> What you will do
Return a copy of every line in the records that includes the word "flatten".

> Excerpted data
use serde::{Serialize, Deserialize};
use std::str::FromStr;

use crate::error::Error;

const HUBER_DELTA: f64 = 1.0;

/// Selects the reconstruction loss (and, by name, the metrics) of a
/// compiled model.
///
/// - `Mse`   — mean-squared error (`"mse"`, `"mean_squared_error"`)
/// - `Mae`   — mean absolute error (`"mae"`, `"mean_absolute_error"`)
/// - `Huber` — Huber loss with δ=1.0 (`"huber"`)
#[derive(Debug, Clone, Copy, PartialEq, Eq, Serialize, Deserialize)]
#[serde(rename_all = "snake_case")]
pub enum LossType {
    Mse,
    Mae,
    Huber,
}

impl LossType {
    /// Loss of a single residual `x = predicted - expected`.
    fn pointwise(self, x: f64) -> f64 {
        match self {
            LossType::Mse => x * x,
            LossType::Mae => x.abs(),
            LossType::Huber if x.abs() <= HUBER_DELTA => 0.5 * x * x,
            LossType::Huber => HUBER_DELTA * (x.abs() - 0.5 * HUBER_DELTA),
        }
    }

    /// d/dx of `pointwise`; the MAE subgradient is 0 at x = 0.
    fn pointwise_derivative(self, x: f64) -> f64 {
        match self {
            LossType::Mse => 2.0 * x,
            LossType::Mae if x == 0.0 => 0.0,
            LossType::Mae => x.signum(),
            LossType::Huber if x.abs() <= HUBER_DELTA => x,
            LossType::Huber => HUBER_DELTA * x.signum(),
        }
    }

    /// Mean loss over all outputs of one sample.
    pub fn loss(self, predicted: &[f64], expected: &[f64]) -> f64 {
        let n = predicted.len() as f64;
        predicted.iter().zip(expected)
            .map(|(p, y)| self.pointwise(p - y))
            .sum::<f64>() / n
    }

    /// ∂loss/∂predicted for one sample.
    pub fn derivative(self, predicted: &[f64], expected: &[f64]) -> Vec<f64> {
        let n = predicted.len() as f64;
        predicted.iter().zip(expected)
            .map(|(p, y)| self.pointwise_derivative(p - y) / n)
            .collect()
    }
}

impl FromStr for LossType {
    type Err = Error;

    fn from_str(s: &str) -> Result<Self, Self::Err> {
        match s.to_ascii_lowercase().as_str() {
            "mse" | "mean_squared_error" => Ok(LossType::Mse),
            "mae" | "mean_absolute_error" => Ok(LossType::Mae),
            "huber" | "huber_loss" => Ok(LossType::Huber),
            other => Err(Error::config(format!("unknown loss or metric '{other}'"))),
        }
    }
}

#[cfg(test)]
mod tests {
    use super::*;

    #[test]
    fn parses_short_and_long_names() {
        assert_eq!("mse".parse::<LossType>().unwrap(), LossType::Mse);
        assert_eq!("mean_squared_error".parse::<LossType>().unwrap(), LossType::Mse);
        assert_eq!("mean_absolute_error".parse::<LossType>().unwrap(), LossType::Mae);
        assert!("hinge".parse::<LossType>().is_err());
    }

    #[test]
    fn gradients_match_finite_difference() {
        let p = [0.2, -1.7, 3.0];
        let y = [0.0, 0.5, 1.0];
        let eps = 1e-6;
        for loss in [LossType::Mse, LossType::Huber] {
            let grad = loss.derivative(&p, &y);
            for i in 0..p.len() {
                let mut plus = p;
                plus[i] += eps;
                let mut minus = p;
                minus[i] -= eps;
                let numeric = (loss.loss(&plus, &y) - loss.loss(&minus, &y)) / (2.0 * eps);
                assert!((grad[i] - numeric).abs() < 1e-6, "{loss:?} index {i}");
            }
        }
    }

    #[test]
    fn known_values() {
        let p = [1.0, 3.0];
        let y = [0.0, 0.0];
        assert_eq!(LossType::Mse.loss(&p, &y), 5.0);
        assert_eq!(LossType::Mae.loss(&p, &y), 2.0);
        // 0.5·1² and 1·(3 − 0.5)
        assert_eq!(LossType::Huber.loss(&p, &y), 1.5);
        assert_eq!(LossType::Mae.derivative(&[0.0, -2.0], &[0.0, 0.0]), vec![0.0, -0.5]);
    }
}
...
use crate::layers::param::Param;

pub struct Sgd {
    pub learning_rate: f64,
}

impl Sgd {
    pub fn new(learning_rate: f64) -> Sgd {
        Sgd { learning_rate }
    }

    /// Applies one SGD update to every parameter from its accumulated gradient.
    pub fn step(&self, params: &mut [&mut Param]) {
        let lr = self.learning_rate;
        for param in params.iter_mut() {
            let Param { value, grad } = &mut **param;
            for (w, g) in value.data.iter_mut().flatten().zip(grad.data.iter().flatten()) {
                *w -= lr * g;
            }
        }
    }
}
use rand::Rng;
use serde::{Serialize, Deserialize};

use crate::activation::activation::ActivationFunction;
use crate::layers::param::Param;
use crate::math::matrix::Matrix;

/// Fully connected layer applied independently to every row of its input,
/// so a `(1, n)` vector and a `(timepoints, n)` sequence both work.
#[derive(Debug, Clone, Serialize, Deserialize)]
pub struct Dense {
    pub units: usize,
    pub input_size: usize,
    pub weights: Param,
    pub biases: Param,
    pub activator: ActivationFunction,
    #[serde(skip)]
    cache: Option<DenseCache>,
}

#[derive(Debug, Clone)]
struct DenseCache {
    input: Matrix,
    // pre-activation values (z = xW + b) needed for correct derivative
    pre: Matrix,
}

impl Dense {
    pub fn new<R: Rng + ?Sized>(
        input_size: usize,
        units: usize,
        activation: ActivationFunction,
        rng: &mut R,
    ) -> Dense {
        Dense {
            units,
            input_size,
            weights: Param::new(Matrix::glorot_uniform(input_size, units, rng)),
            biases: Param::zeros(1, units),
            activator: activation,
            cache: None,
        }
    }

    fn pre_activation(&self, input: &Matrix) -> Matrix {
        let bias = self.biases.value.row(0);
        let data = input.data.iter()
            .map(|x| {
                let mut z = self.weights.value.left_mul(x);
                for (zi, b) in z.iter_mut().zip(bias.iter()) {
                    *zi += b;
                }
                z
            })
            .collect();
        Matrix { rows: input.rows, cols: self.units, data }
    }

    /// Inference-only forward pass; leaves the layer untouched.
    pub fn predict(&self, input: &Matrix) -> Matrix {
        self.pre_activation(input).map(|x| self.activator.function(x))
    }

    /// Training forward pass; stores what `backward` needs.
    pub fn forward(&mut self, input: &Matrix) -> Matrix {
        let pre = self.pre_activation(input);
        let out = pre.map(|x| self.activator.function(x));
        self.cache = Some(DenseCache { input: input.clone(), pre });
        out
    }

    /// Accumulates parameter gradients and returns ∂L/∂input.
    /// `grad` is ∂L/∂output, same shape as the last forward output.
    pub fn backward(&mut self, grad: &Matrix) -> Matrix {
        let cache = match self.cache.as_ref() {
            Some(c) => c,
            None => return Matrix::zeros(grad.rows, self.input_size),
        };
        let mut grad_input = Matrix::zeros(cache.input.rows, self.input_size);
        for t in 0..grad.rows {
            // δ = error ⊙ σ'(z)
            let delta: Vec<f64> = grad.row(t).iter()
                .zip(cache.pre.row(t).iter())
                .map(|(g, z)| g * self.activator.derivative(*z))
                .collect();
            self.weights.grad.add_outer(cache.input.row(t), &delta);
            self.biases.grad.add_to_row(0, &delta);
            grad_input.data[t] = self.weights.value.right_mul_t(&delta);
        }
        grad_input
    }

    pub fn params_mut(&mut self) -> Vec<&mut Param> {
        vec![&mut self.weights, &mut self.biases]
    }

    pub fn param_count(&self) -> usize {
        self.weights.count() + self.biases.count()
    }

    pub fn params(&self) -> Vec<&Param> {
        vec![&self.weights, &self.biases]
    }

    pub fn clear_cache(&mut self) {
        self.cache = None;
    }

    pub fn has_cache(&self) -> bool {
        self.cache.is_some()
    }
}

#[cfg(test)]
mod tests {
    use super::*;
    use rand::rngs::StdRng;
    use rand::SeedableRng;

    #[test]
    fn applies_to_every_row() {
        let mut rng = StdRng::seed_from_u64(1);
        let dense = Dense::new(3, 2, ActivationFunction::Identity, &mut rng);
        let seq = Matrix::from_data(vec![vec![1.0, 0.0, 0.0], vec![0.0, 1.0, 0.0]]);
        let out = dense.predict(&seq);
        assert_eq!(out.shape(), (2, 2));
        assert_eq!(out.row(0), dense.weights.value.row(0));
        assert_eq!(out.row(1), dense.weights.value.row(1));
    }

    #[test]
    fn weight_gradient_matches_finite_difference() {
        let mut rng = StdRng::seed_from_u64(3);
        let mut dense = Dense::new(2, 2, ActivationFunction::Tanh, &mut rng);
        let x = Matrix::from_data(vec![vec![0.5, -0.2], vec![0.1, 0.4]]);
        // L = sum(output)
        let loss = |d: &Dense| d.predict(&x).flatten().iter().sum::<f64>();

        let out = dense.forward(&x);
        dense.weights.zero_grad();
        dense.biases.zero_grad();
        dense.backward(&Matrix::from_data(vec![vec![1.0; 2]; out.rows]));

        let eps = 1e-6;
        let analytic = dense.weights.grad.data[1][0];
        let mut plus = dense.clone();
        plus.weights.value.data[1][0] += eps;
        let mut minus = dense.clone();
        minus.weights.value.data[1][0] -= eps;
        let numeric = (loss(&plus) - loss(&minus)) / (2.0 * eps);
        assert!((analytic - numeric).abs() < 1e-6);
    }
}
==
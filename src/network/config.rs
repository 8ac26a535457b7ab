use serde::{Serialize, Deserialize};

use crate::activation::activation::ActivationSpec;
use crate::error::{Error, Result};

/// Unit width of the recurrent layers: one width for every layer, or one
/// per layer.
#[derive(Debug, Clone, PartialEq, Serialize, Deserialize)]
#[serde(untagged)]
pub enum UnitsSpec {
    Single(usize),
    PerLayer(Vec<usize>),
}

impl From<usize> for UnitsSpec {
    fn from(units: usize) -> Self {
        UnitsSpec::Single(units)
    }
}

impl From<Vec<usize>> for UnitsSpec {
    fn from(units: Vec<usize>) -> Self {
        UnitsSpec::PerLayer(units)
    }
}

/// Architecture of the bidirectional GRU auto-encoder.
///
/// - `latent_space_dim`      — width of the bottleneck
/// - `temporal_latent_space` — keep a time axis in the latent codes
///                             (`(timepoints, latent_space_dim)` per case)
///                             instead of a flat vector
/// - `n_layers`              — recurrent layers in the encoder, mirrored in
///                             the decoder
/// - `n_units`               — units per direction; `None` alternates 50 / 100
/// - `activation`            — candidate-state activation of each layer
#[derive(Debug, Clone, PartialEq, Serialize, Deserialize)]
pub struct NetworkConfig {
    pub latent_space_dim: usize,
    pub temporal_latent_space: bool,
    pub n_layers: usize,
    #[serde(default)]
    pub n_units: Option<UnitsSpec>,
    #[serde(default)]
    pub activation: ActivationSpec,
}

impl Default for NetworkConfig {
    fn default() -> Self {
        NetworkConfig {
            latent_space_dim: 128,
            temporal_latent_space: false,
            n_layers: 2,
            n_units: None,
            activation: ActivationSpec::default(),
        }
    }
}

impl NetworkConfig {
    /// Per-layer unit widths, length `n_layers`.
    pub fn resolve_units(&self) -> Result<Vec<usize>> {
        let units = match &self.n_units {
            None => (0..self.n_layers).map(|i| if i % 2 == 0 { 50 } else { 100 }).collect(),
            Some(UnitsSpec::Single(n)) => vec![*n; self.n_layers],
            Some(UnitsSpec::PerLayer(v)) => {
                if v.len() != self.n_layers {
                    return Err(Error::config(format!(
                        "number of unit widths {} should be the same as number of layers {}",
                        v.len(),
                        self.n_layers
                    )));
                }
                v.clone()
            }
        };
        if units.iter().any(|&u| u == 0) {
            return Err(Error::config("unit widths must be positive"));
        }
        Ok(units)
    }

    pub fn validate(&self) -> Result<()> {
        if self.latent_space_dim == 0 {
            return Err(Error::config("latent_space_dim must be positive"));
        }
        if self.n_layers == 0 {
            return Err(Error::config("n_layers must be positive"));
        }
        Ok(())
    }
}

> Response to this task
            for (w, g) in value.data.iter_mut().flatten().zip(grad.data.iter().flatten()) {
        let loss = |d: &Dense| d.predict(&x).flatten().iter().sum::<f64>();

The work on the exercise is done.